Work required » Look through the records below, and copy out every line that holds the string "them".

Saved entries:
>>>
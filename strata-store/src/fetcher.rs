//! Remote data sources.

use std::future::Future;
use std::marker::PhantomData;
use std::sync::Arc;

use futures_util::stream::{self, BoxStream};
use futures_util::{Stream, StreamExt};
use strata_core::{ResponseError, StoreKey, StoreValue, StrataResult};
use tracing::warn;

/// One item produced by a [`Fetcher`].
#[derive(Debug, Clone, PartialEq, Eq)]
pub enum FetcherResult<V> {
    Data {
        value: V,
        /// Name of the fetcher that produced the value, when it has one.
        origin_name: Option<String>,
    },
    Error(ResponseError),
}

impl<V> FetcherResult<V> {
    pub fn data(value: V) -> Self {
        FetcherResult::Data {
            value,
            origin_name: None,
        }
    }

    pub fn is_data(&self) -> bool {
        matches!(self, FetcherResult::Data { .. })
    }
}

/// Produces values for a key from the remote.
///
/// `fetch` returns a fresh stream on every call. An empty stream means the
/// remote had nothing new to say.
pub trait Fetcher<K, V>: Send + Sync {
    fn fetch(&self, key: K) -> BoxStream<'static, FetcherResult<V>>;

    /// Optional name used to tag data and in log output.
    fn name(&self) -> Option<&str> {
        None
    }
}

impl<K, V, T> Fetcher<K, V> for Arc<T>
where
    T: Fetcher<K, V> + ?Sized,
{
    fn fetch(&self, key: K) -> BoxStream<'static, FetcherResult<V>> {
        (**self).fetch(key)
    }

    fn name(&self) -> Option<&str> {
        (**self).name()
    }
}

// ============================================================================
// CLOSURE ADAPTERS
// ============================================================================

/// Fetcher backed by an async function returning a single value.
pub struct FnFetcher<F, K, V> {
    fetch: F,
    name: Option<String>,
    _marker: PhantomData<fn(K) -> V>,
}

/// Build a fetcher from `async fn(key) -> StrataResult<value>`.
pub fn fetcher_fn<K, V, F, Fut>(fetch: F) -> FnFetcher<F, K, V>
where
    F: Fn(K) -> Fut + Send + Sync,
    Fut: Future<Output = StrataResult<V>> + Send + 'static,
{
    FnFetcher {
        fetch,
        name: None,
        _marker: PhantomData,
    }
}

impl<F, K, V> FnFetcher<F, K, V> {
    pub fn named(mut self, name: impl Into<String>) -> Self {
        self.name = Some(name.into());
        self
    }
}

impl<F, K, V, Fut> Fetcher<K, V> for FnFetcher<F, K, V>
where
    F: Fn(K) -> Fut + Send + Sync,
    Fut: Future<Output = StrataResult<V>> + Send + 'static,
    K: StoreKey,
    V: StoreValue,
{
    fn fetch(&self, key: K) -> BoxStream<'static, FetcherResult<V>> {
        let pending = (self.fetch)(key);
        let origin_name = self.name.clone();
        stream::once(async move {
            match pending.await {
                Ok(value) => FetcherResult::Data { value, origin_name },
                Err(error) => FetcherResult::Error(ResponseError::Exception(error)),
            }
        })
        .boxed()
    }

    fn name(&self) -> Option<&str> {
        self.name.as_deref()
    }
}

/// Fetcher backed by a function returning a stream of values.
pub struct StreamFetcher<F, K, V> {
    fetch: F,
    name: Option<String>,
    _marker: PhantomData<fn(K) -> V>,
}

/// Build a fetcher from `fn(key) -> impl Stream<Item = StrataResult<value>>`.
pub fn fetcher_stream_fn<K, V, F, S>(fetch: F) -> StreamFetcher<F, K, V>
where
    F: Fn(K) -> S + Send + Sync,
    S: Stream<Item = StrataResult<V>> + Send + 'static,
{
    StreamFetcher {
        fetch,
        name: None,
        _marker: PhantomData,
    }
}

impl<F, K, V> StreamFetcher<F, K, V> {
    pub fn named(mut self, name: impl Into<String>) -> Self {
        self.name = Some(name.into());
        self
    }
}

impl<F, K, V, S> Fetcher<K, V> for StreamFetcher<F, K, V>
where
    F: Fn(K) -> S + Send + Sync,
    S: Stream<Item = StrataResult<V>> + Send + 'static,
    K: StoreKey,
    V: StoreValue,
{
    fn fetch(&self, key: K) -> BoxStream<'static, FetcherResult<V>> {
        let origin_name = self.name.clone();
        (self.fetch)(key)
            .map(move |item| match item {
                Ok(value) => FetcherResult::Data {
                    value,
                    origin_name: origin_name.clone(),
                },
                Err(error) => FetcherResult::Error(ResponseError::Exception(error)),
            })
            .boxed()
    }

    fn name(&self) -> Option<&str> {
        self.name.as_deref()
    }
}

// ============================================================================
// FALLBACK
// ============================================================================

/// Switches to a second fetcher when the first fails before producing any
/// data. Errors after data has been produced are passed through.
pub struct FallbackFetcher<K, V> {
    primary: Arc<dyn Fetcher<K, V>>,
    fallback: Arc<dyn Fetcher<K, V>>,
}

impl<K, V> FallbackFetcher<K, V> {
    pub fn new(primary: Arc<dyn Fetcher<K, V>>, fallback: Arc<dyn Fetcher<K, V>>) -> Self {
        Self { primary, fallback }
    }
}

impl<K: StoreKey, V: StoreValue> Fetcher<K, V> for FallbackFetcher<K, V> {
    fn fetch(&self, key: K) -> BoxStream<'static, FetcherResult<V>> {
        let mut primary = self.primary.fetch(key.clone());
        let fallback = Arc::clone(&self.fallback);
        async_stream::stream! {
            let mut produced = false;
            let mut failed = None;
            while let Some(result) = primary.next().await {
                match result {
                    FetcherResult::Error(error) if !produced => {
                        failed = Some(error);
                        break;
                    }
                    other => {
                        produced = true;
                        yield other;
                    }
                }
            }
            if let Some(error) = failed {
                warn!(
                    key = ?key,
                    fallback = fallback.name().unwrap_or("unnamed"),
                    error = %error.message(),
                    "Primary fetcher failed, using fallback"
                );
                let mut secondary = fallback.fetch(key);
                while let Some(result) = secondary.next().await {
                    yield result;
                }
            }
        }
        .boxed()
    }

    fn name(&self) -> Option<&str> {
        self.primary.name()
    }
}

/// Combinators available on every sized fetcher.
pub trait FetcherExt<K, V>: Fetcher<K, V> + Sized + 'static {
    /// Use `fallback` when this fetcher fails before producing data.
    fn with_fallback<F>(self, fallback: F) -> FallbackFetcher<K, V>
    where
        F: Fetcher<K, V> + 'static,
    {
        FallbackFetcher::new(Arc::new(self), Arc::new(fallback))
    }
}

impl<K, V, T> FetcherExt<K, V> for T where T: Fetcher<K, V> + Sized + 'static {}

// =============================================================================
// TESTS
// =============================================================================
//! Readers/writer coordination over a single-permit "room".
//!
//! Shared holders enter through a [`Lightswitch`]: the first one in takes
//! the room, the last one out gives it back. An exclusive holder takes the
//! room directly and so waits for every shared holder to leave.

use std::sync::Arc;

use parking_lot::Mutex;
use tokio::sync::{AcquireError, Mutex as AsyncMutex, OwnedSemaphorePermit, Semaphore};

/// Counts shared holders of a room.
#[derive(Debug, Default)]
pub struct Lightswitch {
    count: Mutex<usize>,
    /// Serializes entries so only one caller ever waits on the room.
    turnstile: AsyncMutex<()>,
}

impl Lightswitch {
    pub fn new() -> Self {
        Self::default()
    }

    /// Number of shared holders currently inside.
    pub fn holders(&self) -> usize {
        *self.count.lock()
    }

    /// Enter the room shared, taking it first if nobody is inside.
    pub async fn enter(
        self: &Arc<Self>,
        room: &Arc<Semaphore>,
    ) -> Result<LightswitchGuard, AcquireError> {
        let _turn = self.turnstile.lock().await;
        {
            let mut count = self.count.lock();
            if *count > 0 {
                *count += 1;
                return Ok(self.guard(room));
            }
        }
        // Leaving does not need the turnstile, so the room is taken before
        // the count goes up and released after it reaches zero.
        room.acquire().await?.forget();
        *self.count.lock() += 1;
        Ok(self.guard(room))
    }

    fn guard(self: &Arc<Self>, room: &Arc<Semaphore>) -> LightswitchGuard {
        LightswitchGuard {
            switch: Arc::clone(self),
            room: Arc::clone(room),
        }
    }

    fn leave(&self, room: &Semaphore) {
        let mut count = self.count.lock();
        if *count == 0 {
            return;
        }
        *count -= 1;
        if *count == 0 {
            room.add_permits(1);
        }
    }
}

/// Shared hold on a room. Leaves on drop, including when the owning future
/// is cancelled.
#[derive(Debug)]
pub struct LightswitchGuard {
    switch: Arc<Lightswitch>,
    room: Arc<Semaphore>,
}

impl Drop for LightswitchGuard {
    fn drop(&mut self) {
        self.switch.leave(&self.room);
    }
}

/// A room together with the lightswitch guarding shared entry to it.
#[derive(Debug)]
pub struct Gate {
    room: Arc<Semaphore>,
    lightswitch: Arc<Lightswitch>,
}

impl Default for Gate {
    fn default() -> Self {
        Self::new()
    }
}

impl Gate {
    pub fn new() -> Self {
        Self {
            room: Arc::new(Semaphore::new(1)),
            lightswitch: Arc::new(Lightswitch::new()),
        }
    }

    pub async fn shared(&self) -> Result<LightswitchGuard, AcquireError> {
        self.lightswitch.enter(&self.room).await
    }

    pub async fn exclusive(&self) -> Result<OwnedSemaphorePermit, AcquireError> {
        Arc::clone(&self.room).acquire_owned().await
    }

    pub fn shared_holders(&self) -> usize {
        self.lightswitch.holders()
    }

    /// True when nobody, shared or exclusive, is inside.
    pub fn is_idle(&self) -> bool {
        self.room.available_permits() == 1
    }
}

// =============================================================================
// TESTS
// =============================================================================

#[cfg(test)]
mod tests {
    use super::*;
    use std::time::Duration;
    use tokio::time::timeout;

    #[tokio::test]
    async fn test_shared_holders_enter_together() {
        let gate = Gate::new();
        let first = gate.shared().await.unwrap();
        let second = gate.shared().await.unwrap();
        assert_eq!(gate.shared_holders(), 2);
        assert!(!gate.is_idle());

        drop(first);
        assert!(!gate.is_idle());
        drop(second);
        assert!(gate.is_idle());
        assert_eq!(gate.shared_holders(), 0);
    }

    #[tokio::test]
    async fn test_exclusive_waits_for_last_shared_holder() {
        let gate = Arc::new(Gate::new());
        let reader = gate.shared().await.unwrap();

        let writer = {
            let gate = Arc::clone(&gate);
            tokio::spawn(async move {
                let _permit = gate.exclusive().await.unwrap();
            })
        };
        tokio::time::sleep(Duration::from_millis(20)).await;
        assert!(!writer.is_finished());

        drop(reader);
        timeout(Duration::from_secs(1), writer)
            .await
            .expect("writer should enter once readers leave")
            .unwrap();
    }

    #[tokio::test]
    async fn test_shared_waits_for_exclusive_holder() {
        let gate = Arc::new(Gate::new());
        let permit = gate.exclusive().await.unwrap();

        let reader = {
            let gate = Arc::clone(&gate);
            tokio::spawn(async move {
                let _guard = gate.shared().await.unwrap();
            })
        };
        tokio::time::sleep(Duration::from_millis(20)).await;
        assert!(!reader.is_finished());

        drop(permit);
        timeout(Duration::from_secs(1), reader)
            .await
            .expect("reader should enter once the writer leaves")
            .unwrap();
        assert!(gate.is_idle());
    }

    #[tokio::test]
    async fn test_cancelled_shared_entry_does_not_leak_room() {
        let gate = Arc::new(Gate::new());
        let permit = gate.exclusive().await.unwrap();

        let pending = {
            let gate = Arc::clone(&gate);
            tokio::spawn(async move {
                let _guard = gate.shared().await.unwrap();
            })
        };
        tokio::time::sleep(Duration::from_millis(10)).await;
        pending.abort();
        let _ = pending.await;
        drop(permit);

        let _again = timeout(Duration::from_secs(1), gate.exclusive())
            .await
            .expect("room must be free after a cancelled entry")
            .unwrap();
        assert_eq!(gate.shared_holders(), 0);
    }
}
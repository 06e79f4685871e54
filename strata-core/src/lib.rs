//! STRATA Core - Shared Types
//!
//! Request, response and write types shared by every tier, the error
//! taxonomy, and configuration. All other crates depend on this.

use chrono::{DateTime, Utc};
use std::fmt::Debug;
use std::hash::Hash;

pub mod config;
pub mod error;
pub mod request;
pub mod response;
pub mod write;

pub use config::{MemoryPolicy, MulticastConfig};
pub use error::{
    describe_key, ConcurrencyError, ConfigError, ConflictError, FetchError, PersistenceError,
    StrataError, StrataResult,
};
pub use request::{OnReadCompletion, SkippedTiers, StoreReadRequest};
pub use response::{ReadCompletion, ResponseError, ResponseOrigin, StoreReadResponse};
pub use write::{
    logical_now, EagerConflictResolutionResult, OnWriteCompletion, StoreWriteRequest,
    StoreWriteResponse, UpdaterResult,
};

/// Timestamp type using UTC timezone.
pub type Timestamp = DateTime<Utc>;

/// Bounds every store key satisfies.
pub trait StoreKey: Clone + Eq + Hash + Debug + Send + Sync + 'static {}

impl<T> StoreKey for T where T: Clone + Eq + Hash + Debug + Send + Sync + 'static {}

/// Bounds every stored value satisfies.
pub trait StoreValue: Clone + Send + Sync + 'static {}

impl<T> StoreValue for T where T: Clone + Send + Sync + 'static {}
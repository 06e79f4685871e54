//! Optimistic local writes reconciled with the remote through an
//! [`Updater`].
//!
//! A write lands in the local tiers immediately and joins a per-key queue.
//! Posting the newest queued value settles every request queued at or
//! before it. Failed posts are recorded with the [`Bookkeeper`] and retried
//! by eager conflict resolution on the next read. Reads of a key with
//! queued writes report their values as [`ResponseOrigin::LocalWrite`].

use std::collections::VecDeque;
use std::sync::Arc;

use chrono::Utc;
use dashmap::DashMap;
use futures_util::stream::BoxStream;
use futures_util::StreamExt;
use strata_core::{
    describe_key, logical_now, ConcurrencyError, ConflictError, EagerConflictResolutionResult,
    ResponseError, ResponseOrigin, StoreKey, StoreReadRequest, StoreReadResponse, StoreValue,
    StoreWriteRequest, StoreWriteResponse, StrataResult, UpdaterResult,
};
use tokio::runtime::Handle;
use tokio::sync::oneshot;
use tokio::task::JoinHandle;
use tracing::{debug, info, trace, warn};

use crate::bookkeeper::Bookkeeper;
use crate::store::{first_data, Store};
use crate::updater::Updater;

// ============================================================================
// MERGE POLICY
// ============================================================================

/// Decision taken when the remote changed after a local write was queued.
#[derive(Debug, Clone, PartialEq, Eq)]
pub enum MergeOutcome<V> {
    /// Post this value instead of the local one.
    Merged(V),
    /// Post the local value as is.
    KeepLocal,
    /// Do not post; the write stays queued.
    Reject(String),
}

/// Resolves a local value against a newer remote one.
pub trait MergePolicy<K, V>: Send + Sync {
    fn merge(&self, key: &K, local: &V, remote: &V) -> MergeOutcome<V>;
}

impl<K, V, F> MergePolicy<K, V> for F
where
    F: Fn(&K, &V, &V) -> MergeOutcome<V> + Send + Sync,
{
    fn merge(&self, key: &K, local: &V, remote: &V) -> MergeOutcome<V> {
        self(key, local, remote)
    }
}

// ============================================================================
// WRITE QUEUE
// ============================================================================

struct QueuedWrite<K, V, R> {
    request: StoreWriteRequest<K, V, R>,
    settled: Option<oneshot::Sender<StoreWriteResponse<R>>>,
}

/// Marks a reconciliation of `key` as running until dropped, including
/// when its task is aborted.
struct Reconciling<K: StoreKey> {
    counts: Arc<DashMap<K, usize>>,
    key: K,
}

impl<K: StoreKey> Reconciling<K> {
    fn begin(counts: &Arc<DashMap<K, usize>>, key: &K) -> Self {
        *counts.entry(key.clone()).or_insert(0) += 1;
        Self {
            counts: Arc::clone(counts),
            key: key.clone(),
        }
    }
}

impl<K: StoreKey> Drop for Reconciling<K> {
    fn drop(&mut self) {
        if let Some(mut count) = self.counts.get_mut(&self.key) {
            *count = count.saturating_sub(1);
        }
        self.counts.remove_if(&self.key, |_, count| *count == 0);
    }
}

/// Handle to a write whose reconciliation runs in the background.
#[derive(Debug)]
pub struct PendingWrite<R> {
    task: JoinHandle<StoreWriteResponse<R>>,
}

impl<R> PendingWrite<R> {
    /// Wait for reconciliation to finish.
    pub async fn outcome(self) -> StoreWriteResponse<R> {
        match self.task.await {
            Ok(response) => response,
            Err(error) => StoreWriteResponse::Error(ResponseError::Message(format!(
                "reconciliation did not finish: {error}"
            ))),
        }
    }

    /// Stop reconciling. The local value stays, and the write stays queued
    /// for the next eager conflict resolution.
    pub fn cancel(&self) {
        self.task.abort();
    }

    pub fn is_finished(&self) -> bool {
        self.task.is_finished()
    }
}

// ============================================================================
// MUTABLE STORE
// ============================================================================

struct MutableInner<K: StoreKey, V: StoreValue, R> {
    store: Store<K, V>,
    updater: Arc<dyn Updater<K, V, R>>,
    bookkeeper: Option<Arc<dyn Bookkeeper<K>>>,
    merge_policy: Option<Arc<dyn MergePolicy<K, V>>>,
    queues: DashMap<K, VecDeque<QueuedWrite<K, V, R>>>,
    reconciling: Arc<DashMap<K, usize>>,
}

/// A [`Store`] that also accepts local writes.
pub struct MutableStore<K: StoreKey, V: StoreValue, R> {
    inner: Arc<MutableInner<K, V, R>>,
}
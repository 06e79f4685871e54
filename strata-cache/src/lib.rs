//! STRATA Cache - In-Memory Tier
//!
//! A bounded key/value cache with LRU eviction by entry count or total
//! weight, and per-entry expiry after write or after access.
//!
//! # Design
//!
//! - One `parking_lot::Mutex` guards the access-ordered map; every
//!   operation is O(1) and never suspends while holding it.
//! - Expiry is driven by a [`Ticker`] rather than wall-clock time so tests
//!   can step time deterministically with [`FakeTicker`].
//! - Expired entries are treated as absent and removed on the read that
//!   finds them.
//!
//! # Example
//!
//! ```ignore
//! let cache: Cache<u64, String> = Cache::builder()
//!     .maximum_size(1_000)
//!     .expire_after_write(Duration::from_secs(300))
//!     .build()?;
//! cache.put(1, "one".to_string());
//! assert_eq!(cache.get(&1).as_deref(), Some("one"));
//! ```

mod cache;
mod ticker;

pub use cache::{Cache, CacheBuilder, CacheEntry, CacheStats, Capacity, Weigher};
pub use ticker::{FakeTicker, SystemTicker, Ticker};
//! The upstream side: one task that drains the upstream stream into the
//! channel manager, waiting for acknowledgement after every value.

use std::sync::Arc;

use futures_util::stream::BoxStream;
use futures_util::StreamExt;
use strata_core::StrataResult;
use tokio::sync::mpsc;
use tokio::task::JoinHandle;
use tracing::debug;

use crate::ack::DeliveryAck;
use crate::manager::Command;

/// Creates a fresh upstream stream each time a producer starts.
pub type UpstreamFactory<T> = Arc<dyn Fn() -> BoxStream<'static, StrataResult<T>> + Send + Sync>;

pub(crate) struct ProducerHandle {
    pub(crate) id: u64,
    task: JoinHandle<()>,
}

impl ProducerHandle {
    /// Abort the producer task, dropping the upstream stream at its next
    /// suspension point.
    pub(crate) fn cancel(&self) {
        self.task.abort();
    }
}

pub(crate) fn spawn_producer<T>(
    id: u64,
    upstream: &UpstreamFactory<T>,
    commands: mpsc::Sender<Command<T>>,
) -> ProducerHandle
where
    T: Send + 'static,
{
    let mut stream = upstream();
    let task = tokio::spawn(async move {
        while let Some(item) = stream.next().await {
            match item {
                Ok(value) => {
                    let ack = DeliveryAck::new();
                    let command = Command::DispatchValue {
                        producer: id,
                        value,
                        ack: Arc::clone(&ack),
                    };
                    if commands.send(command).await.is_err() {
                        return;
                    }
                    ack.wait().await;
                }
                Err(error) => {
                    let _ = commands
                        .send(Command::DispatchError {
                            producer: id,
                            error,
                        })
                        .await;
                    break;
                }
            }
        }
        debug!(producer = id, "Upstream exhausted");
        let _ = commands.send(Command::UpstreamFinished { producer: id }).await;
    });
    ProducerHandle { id, task }
}
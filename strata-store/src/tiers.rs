//! The local tiers of a store and the operations that touch them under
//! per-key thread safety.

use std::sync::atomic::{AtomicBool, Ordering};
use std::sync::Arc;

use dashmap::DashMap;
use futures_util::StreamExt;
use strata_cache::Cache;
use strata_core::{
    logical_now, ResponseError, ResponseOrigin, StoreKey, StoreReadResponse, StoreValue,
    StrataResult,
};
use tracing::{debug, warn};

use crate::fetcher::Fetcher;
use crate::source_of_truth::SourceOfTruth;
use crate::thread_safety::ThreadSafetyController;

/// Last value received from the fetcher for a key.
#[derive(Debug, Clone, PartialEq, Eq)]
pub struct RemoteSnapshot<V> {
    pub value: V,
    /// Logical time the value was persisted, comparable with
    /// `StoreWriteRequest::created`.
    pub fetched_at: u64,
}

pub(crate) struct Tiers<K, V> {
    pub(crate) fetcher: Arc<dyn Fetcher<K, V>>,
    pub(crate) source_of_truth: Option<Arc<dyn SourceOfTruth<K, V>>>,
    pub(crate) memory: Option<Cache<K, V>>,
    pub(crate) thread_safety: ThreadSafetyController<K>,
    remote: DashMap<K, RemoteSnapshot<V>>,
    track_remote: AtomicBool,
}

impl<K: StoreKey, V: StoreValue> Tiers<K, V> {
    pub(crate) fn new(
        fetcher: Arc<dyn Fetcher<K, V>>,
        source_of_truth: Option<Arc<dyn SourceOfTruth<K, V>>>,
        memory: Option<Cache<K, V>>,
    ) -> Self {
        Self {
            fetcher,
            source_of_truth,
            memory,
            thread_safety: ThreadSafetyController::new(),
            remote: DashMap::new(),
            track_remote: AtomicBool::new(false),
        }
    }

    pub(crate) fn memory_get(&self, key: &K) -> Option<V> {
        self.memory.as_ref().and_then(|memory| memory.get(key))
    }

    /// Start remembering fetched values for conflict detection.
    pub(crate) fn track_remote(&self) {
        self.track_remote.store(true, Ordering::SeqCst);
    }

    pub(crate) fn remote_snapshot(&self, key: &K) -> Option<RemoteSnapshot<V>> {
        self.remote.get(key).map(|snapshot| snapshot.value().clone())
    }

    /// Put a value read from the source of truth into memory.
    pub(crate) async fn cache_local(&self, key: &K, value: &V) {
        let Some(memory) = &self.memory else {
            return;
        };
        let cached = self
            .thread_safety
            .with_read_completion(key, || async {
                memory.put(key.clone(), value.clone());
            })
            .await;
        if let Err(error) = cached {
            warn!(key = ?key, error = %error, "Skipped caching source of truth value");
        }
    }

    /// Persist a fetched value to the source of truth, then to memory.
    ///
    /// A failed source of truth write leaves memory untouched and is
    /// reported as an error from the source of truth.
    pub(crate) async fn persist_fetched(&self, key: &K, value: V) -> StoreReadResponse<V> {
        let persisted = self
            .thread_safety
            .with_read_completion(key, || async {
                if let Some(source_of_truth) = &self.source_of_truth {
                    source_of_truth.write(key, &value).await?;
                }
                if let Some(memory) = &self.memory {
                    memory.put(key.clone(), value.clone());
                }
                if self.track_remote.load(Ordering::SeqCst) {
                    self.remote.insert(
                        key.clone(),
                        RemoteSnapshot {
                            value: value.clone(),
                            fetched_at: logical_now(),
                        },
                    );
                }
                StrataResult::Ok(())
            })
            .await
            .and_then(|inner| inner);

        match persisted {
            Ok(()) => {
                debug!(key = ?key, "Persisted fetched value");
                StoreReadResponse::Data {
                    value,
                    origin: ResponseOrigin::Fetcher,
                }
            }
            Err(error) => {
                warn!(key = ?key, error = %error, "Failed to persist fetched value");
                StoreReadResponse::Error {
                    origin: ResponseOrigin::SourceOfTruth,
                    error: ResponseError::Exception(error),
                }
            }
        }
    }

    /// First item of a fresh source of truth reader. `Ok(None)` when there is
    /// no source of truth, no value, or the reader ended without emitting.
    pub(crate) async fn read_source_of_truth(&self, key: &K) -> StrataResult<Option<V>> {
        let Some(source_of_truth) = &self.source_of_truth else {
            return Ok(None);
        };
        let mut reader = source_of_truth.reader(key);
        reader.next().await.unwrap_or(Ok(None))
    }

    /// Memory first, then the source of truth.
    pub(crate) async fn latest(&self, key: &K) -> StrataResult<Option<(V, ResponseOrigin)>> {
        if let Some(value) = self.memory_get(key) {
            return Ok(Some((value, ResponseOrigin::Cache)));
        }
        Ok(self
            .read_source_of_truth(key)
            .await?
            .map(|value| (value, ResponseOrigin::SourceOfTruth)))
    }

    /// Apply a local write to every local tier with the key held exclusively.
    pub(crate) async fn write_local(&self, key: &K, value: &V) -> StrataResult<()> {
        self.write_local_then(key, value, || ()).await
    }

    /// Like [`write_local`](Self::write_local), running `then` in the same
    /// exclusive section once every tier accepted the value.
    pub(crate) async fn write_local_then<T>(
        &self,
        key: &K,
        value: &V,
        then: impl FnOnce() -> T,
    ) -> StrataResult<T> {
        self.thread_safety
            .with_thread_safety(key, || async {
                if let Some(source_of_truth) = &self.source_of_truth {
                    source_of_truth.write(key, value).await?;
                }
                if let Some(memory) = &self.memory {
                    memory.put(key.clone(), value.clone());
                }
                StrataResult::Ok(then())
            })
            .await
            .and_then(|inner| inner)
    }

    pub(crate) async fn clear(&self, key: &K) -> StrataResult<()> {
        self.thread_safety
            .with_thread_safety(key, || async {
                if let Some(memory) = &self.memory {
                    memory.invalidate(key);
                }
                self.remote.remove(key);
                if let Some(source_of_truth) = &self.source_of_truth {
                    source_of_truth.delete(key).await?;
                }
                StrataResult::Ok(())
            })
            .await
            .and_then(|inner| inner)
    }

    pub(crate) async fn clear_all(&self) -> StrataResult<()> {
        if let Some(memory) = &self.memory {
            memory.invalidate_all();
        }
        self.remote.clear();
        if let Some(source_of_truth) = &self.source_of_truth {
            source_of_truth.delete_all().await?;
        }
        Ok(())
    }
}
<<<
Exercise response »
//!   finds them.
//! The local tiers of a store and the operations that touch them under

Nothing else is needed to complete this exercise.